ACTIVITY
Pull every line containing the word "ResponseSender" from the records.

RECORDS PROVIDED
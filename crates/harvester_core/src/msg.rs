#[derive(Debug, Clone, PartialEq, Eq)]
pub enum Msg {
    /// Begin a session.
    Start,
    /// The home page finished loading.
    HomeLoaded,
    /// The login-confirming element appeared within the timeout.
    LoginConfirmed,
    /// The login-confirming element never appeared.
    LoginTimedOut,
    /// The target page is open and responses are being captured.
    TargetOpened,
    /// A batch of new records reached the sink.
    BatchPersisted { new_records: usize, stored: usize },
    /// One scroll step and its wait interval finished; `stored` is the store size now.
    StepSettled { stored: usize },
}
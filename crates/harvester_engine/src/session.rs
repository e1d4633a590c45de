use std::collections::VecDeque;
use std::time::{Duration, Instant};

use engine_logging::{engine_debug, engine_error, engine_info, engine_warn};
use harvester_core::{update, Effect, HarvestState, Msg, Outcome, STAGNATION_LIMIT};
use serde_json::Value;

use crate::backoff::Backoff;
use crate::config::HarvestConfig;
use crate::driver::{DriverError, PageDriver};
use crate::mailbox::{is_timeline_endpoint, CapturedResponse, ResponseMailbox};
use crate::normalize::Normalizer;
use crate::persist::{PersistError, RecordSink};
use crate::pipeline::Pipeline;
use crate::store::RecordStore;
use crate::{HarvestError, HarvestReport};

const RATE_LIMITED: u16 = 429;

/// One harvest session: executes the core state machine's effects against a
/// page driver, feeding captured responses through the pipeline into a sink.
///
/// Responses are consumed only on the session's own thread, while it waits
/// after a scroll. The store therefore has a single writer and needs no lock.
pub struct Harvester<D, S> {
    config: HarvestConfig,
    driver: D,
    mailbox: ResponseMailbox,
    collector: Collector<S>,
    listening: bool,
    closed: bool,
    scroll_steps: u64,
    backoff: Backoff,
    backoff_waits: Vec<Duration>,
}

impl<D: PageDriver, S: RecordSink> Harvester<D, S> {
    pub fn new(config: HarvestConfig, driver: D, sink: S) -> Self {
        let normalizer = Normalizer::new(config.language.clone(), config.site_host.clone());
        let mailbox = ResponseMailbox::bounded(config.mailbox_capacity);
        let backoff = Backoff::new(config.backoff);
        let collector = Collector {
            pipeline: Pipeline::new(normalizer, RecordStore::new()),
            sink,
            target: config.target_count,
            rate_limited: false,
            persisted: Vec::new(),
        };
        Self {
            config,
            driver,
            mailbox,
            collector,
            listening: false,
            closed: false,
            scroll_steps: 0,
            backoff,
            backoff_waits: Vec::new(),
        }
    }

    /// Starts from a pre-filled store; its records count toward the target
    /// and are never persisted again.
    pub fn with_store(mut self, store: RecordStore) -> Self {
        let normalizer =
            Normalizer::new(self.config.language.clone(), self.config.site_host.clone());
        self.collector.pipeline = Pipeline::new(normalizer, store);
        self
    }

    /// Runs until a terminal outcome. Cleanup happens on every exit path.
    pub fn run(mut self) -> Result<HarvestReport, HarvestError> {
        engine_logging::set_scroll_step(0);
        engine_info!("Harvesting posts from {}", self.config.mode.describe());

        let mut state = HarvestState::resume(
            self.config.target_count,
            self.collector.pipeline.store().len(),
        );
        let mut inbox = VecDeque::from([Msg::Start]);

        while let Some(msg) = inbox.pop_front() {
            let (next, effects) = update(state, msg);
            state = next;
            if state.consume_dirty() {
                let view = state.view();
                engine_debug!(
                    "phase={:?} stored={}/{} stagnant={}/{}",
                    view.phase,
                    view.stored,
                    view.target,
                    view.stagnant_steps,
                    STAGNATION_LIMIT
                );
            }
            for effect in effects {
                match self.execute(effect) {
                    Ok(msgs) => inbox.extend(msgs),
                    Err(err) => {
                        engine_error!("Harvest aborted: {}", err);
                        self.release();
                        return Err(err);
                    }
                }
            }
        }

        let Some(outcome) = state.outcome() else {
            self.release();
            return Err(HarvestError::Stalled(format!("{:?}", state.phase())));
        };
        Ok(HarvestReport {
            outcome,
            records: self.collector.pipeline.store().len(),
            scroll_steps: self.scroll_steps,
            backoff_waits: self.backoff_waits,
        })
    }

    fn execute(&mut self, effect: Effect) -> Result<Vec<Msg>, HarvestError> {
        match effect {
            Effect::NavigateHome => {
                let url = self.config.home_url();
                engine_info!("Navigating to {} to verify login status", url);
                self.driver.navigate(&url)?;
                Ok(vec![Msg::HomeLoaded])
            }
            Effect::AwaitLogin => {
                if self
                    .driver
                    .await_login_confirmation(self.config.login_timeout)
                {
                    engine_info!("Login successful. Proceeding to harvest.");
                    Ok(vec![Msg::LoginConfirmed])
                } else {
                    engine_error!("Login failed. The auth token may be invalid or expired.");
                    Ok(vec![Msg::LoginTimedOut])
                }
            }
            Effect::OpenTarget => {
                let url = self
                    .config
                    .mode
                    .target_url(&self.config.site_host)
                    .map_err(|err| DriverError::Navigation {
                        url: self.config.site_host.clone(),
                        message: err.to_string(),
                    })?;
                engine_info!("Navigating to target URL: {}", url);
                self.driver.navigate(url.as_str())?;
                self.driver.listen(self.mailbox.sender());
                self.listening = true;
                Ok(vec![Msg::TargetOpened])
            }
            Effect::ScrollStep => Ok(self.scroll_step()?),
            Effect::Cleanup { outcome } => {
                self.release();
                let stored = self.collector.pipeline.store().len();
                match outcome {
                    Outcome::TargetReached => engine_info!(
                        "Harvest finished. Collected {} posts (target {}).",
                        stored,
                        self.config.target_count
                    ),
                    Outcome::Stagnated => engine_warn!(
                        "No new posts for {} consecutive scrolls. Ending session with {} posts.",
                        STAGNATION_LIMIT,
                        stored
                    ),
                    Outcome::LoginFailed => engine_error!("Session ended: login failed."),
                }
                Ok(Vec::new())
            }
        }
    }

    fn scroll_step(&mut self) -> Result<Vec<Msg>, PersistError> {
        let before = self.collector.pipeline.store().len();
        if std::mem::take(&mut self.collector.rate_limited) {
            let wait = self.backoff.next_delay();
            self.backoff_waits.push(wait);
            engine_warn!(
                "Rate limit hit. Waiting for {} seconds before retrying...",
                wait.as_secs()
            );
            self.settle(wait)?;
        }

        self.scroll_steps += 1;
        engine_logging::set_scroll_step(self.scroll_steps);
        self.driver.trigger_next_page();
        self.settle(self.config.scroll_delay)?;

        let stored = self.collector.pipeline.store().len();
        if stored > before {
            self.backoff.reset();
        }
        let mut msgs = std::mem::take(&mut self.collector.persisted);
        msgs.push(Msg::StepSettled { stored });
        Ok(msgs)
    }

    fn settle(&mut self, wait: Duration) -> Result<(), PersistError> {
        let deadline = Instant::now() + wait;
        let collector = &mut self.collector;
        self.mailbox
            .drain_until(deadline, |response| collector.handle(response))
    }

    fn release(&mut self) {
        if self.listening {
            self.driver.stop_listening();
            self.listening = false;
        }
        if !self.closed {
            self.driver.close();
            self.closed = true;
        }
    }
}

/// Consumer side of the mailbox: the only writer of the store.
struct Collector<S> {
    pipeline: Pipeline,
    sink: S,
    target: usize,
    rate_limited: bool,
    persisted: Vec<Msg>,
}

impl<S: RecordSink> Collector<S> {
    fn handle(&mut self, response: CapturedResponse) -> Result<(), PersistError> {
        if !is_timeline_endpoint(&response.url) {
            return Ok(());
        }
        if response.status == RATE_LIMITED {
            engine_warn!("Rate limited by {}", response.url);
            self.rate_limited = true;
            return Ok(());
        }
        if response.status != 200 {
            return Ok(());
        }
        let body = match response.body {
            Ok(body) => body,
            Err(reason) => {
                engine_warn!("Failed to read a response from {}: {}", response.url, reason);
                return Ok(());
            }
        };
        let payload: Value = match serde_json::from_slice(&body) {
            Ok(payload) => payload,
            Err(err) => {
                engine_warn!("Failed to parse a response from {}: {}", response.url, err);
                return Ok(());
            }
        };

        let fresh = self.pipeline.ingest(&payload);
        if fresh.is_empty() {
            return Ok(());
        }
        self.sink.append(&fresh)?;

        let stored = self.pipeline.store().len();
        engine_info!(
            "Parsed and saved {} new posts. Total: {} / {}",
            fresh.len(),
            stored,
            self.target
        );
        self.persisted.push(Msg::BatchPersisted {
            new_records: fresh.len(),
            stored,
        });
        Ok(())
    }
}
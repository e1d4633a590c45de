//! Page driver that replays captured timeline responses from a directory.
//!
//! Each `*.json` file is an envelope `{ "url": ..., "status": 200, "body": {...} }`.
//! Files are delivered in name order, `per_step` of them for each scroll.

use std::collections::VecDeque;
use std::fs;
use std::path::{Path, PathBuf};
use std::thread;
use std::time::{Duration, Instant};

use engine_logging::{engine_debug, engine_info, engine_warn};
use harvester_engine::{CapturedResponse, DriverError, PageDriver, ResponseSender};
use serde::Deserialize;

const POLL_INTERVAL: Duration = Duration::from_millis(250);

#[derive(Debug, Deserialize)]
struct Envelope {
    url: String,
    #[serde(default = "default_status")]
    status: u16,
    #[serde(default)]
    body: serde_json::Value,
}

fn default_status() -> u16 {
    200
}

pub struct ReplayDriver {
    dir: PathBuf,
    per_step: usize,
    pending: VecDeque<PathBuf>,
    listener: Option<ResponseSender>,
}

impl ReplayDriver {
    pub fn new(dir: PathBuf, per_step: usize) -> Self {
        Self {
            dir,
            per_step: per_step.max(1),
            pending: VecDeque::new(),
            listener: None,
        }
    }

    fn load_capture(path: &Path) -> Result<CapturedResponse, String> {
        let content = fs::read(path).map_err(|e| e.to_string())?;
        let envelope: Envelope = serde_json::from_slice(&content).map_err(|e| e.to_string())?;
        let body = serde_json::to_vec(&envelope.body).map_err(|e| e.to_string());
        Ok(CapturedResponse {
            url: envelope.url,
            status: envelope.status,
            body,
        })
    }
}

/// Sorted `*.json` files in `dir`; empty when the directory is unreadable.
fn capture_files(dir: &Path) -> Vec<PathBuf> {
    let Ok(entries) = fs::read_dir(dir) else {
        return Vec::new();
    };
    let mut files: Vec<PathBuf> = entries
        .filter_map(Result::ok)
        .map(|entry| entry.path())
        .filter(|path| path.is_file() && path.extension().is_some_and(|ext| ext == "json"))
        .collect();
    files.sort();
    files
}

impl PageDriver for ReplayDriver {
    fn navigate(&mut self, url: &str) -> Result<(), DriverError> {
        engine_debug!("Replay navigate to {}", url);
        Ok(())
    }

    /// Login counts as confirmed once the capture directory holds at least one file.
    fn await_login_confirmation(&mut self, timeout: Duration) -> bool {
        let deadline = Instant::now() + timeout;
        loop {
            let files = capture_files(&self.dir);
            if !files.is_empty() {
                engine_info!(
                    "Replaying {} captured responses from {}",
                    files.len(),
                    self.dir.display()
                );
                self.pending = files.into();
                return true;
            }
            let remaining = deadline.saturating_duration_since(Instant::now());
            if remaining.is_zero() {
                return false;
            }
            thread::sleep(remaining.min(POLL_INTERVAL));
        }
    }

    fn listen(&mut self, responses: ResponseSender) {
        self.listener = Some(responses);
    }

    fn stop_listening(&mut self) {
        self.listener = None;
    }

    fn trigger_next_page(&mut self) {
        let Some(listener) = &self.listener else {
            return;
        };
        let mut delivered = 0;
        while delivered < self.per_step {
            let Some(path) = self.pending.pop_front() else {
                break;
            };
            match Self::load_capture(&path) {
                Ok(response) => {
                    if !listener.deliver(response) {
                        return;
                    }
                    delivered += 1;
                }
                Err(err) => engine_warn!("Skipping capture {}: {}", path.display(), err),
            }
        }
    }

    fn close(&mut self) {
        self.listener = None;
        self.pending.clear();
    }
}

EXERCISE OUTPUT
use harvester_engine::{CapturedResponse, DriverError, PageDriver, ResponseSender};
    listener: Option<ResponseSender>,
    fn listen(&mut self, responses: ResponseSender) {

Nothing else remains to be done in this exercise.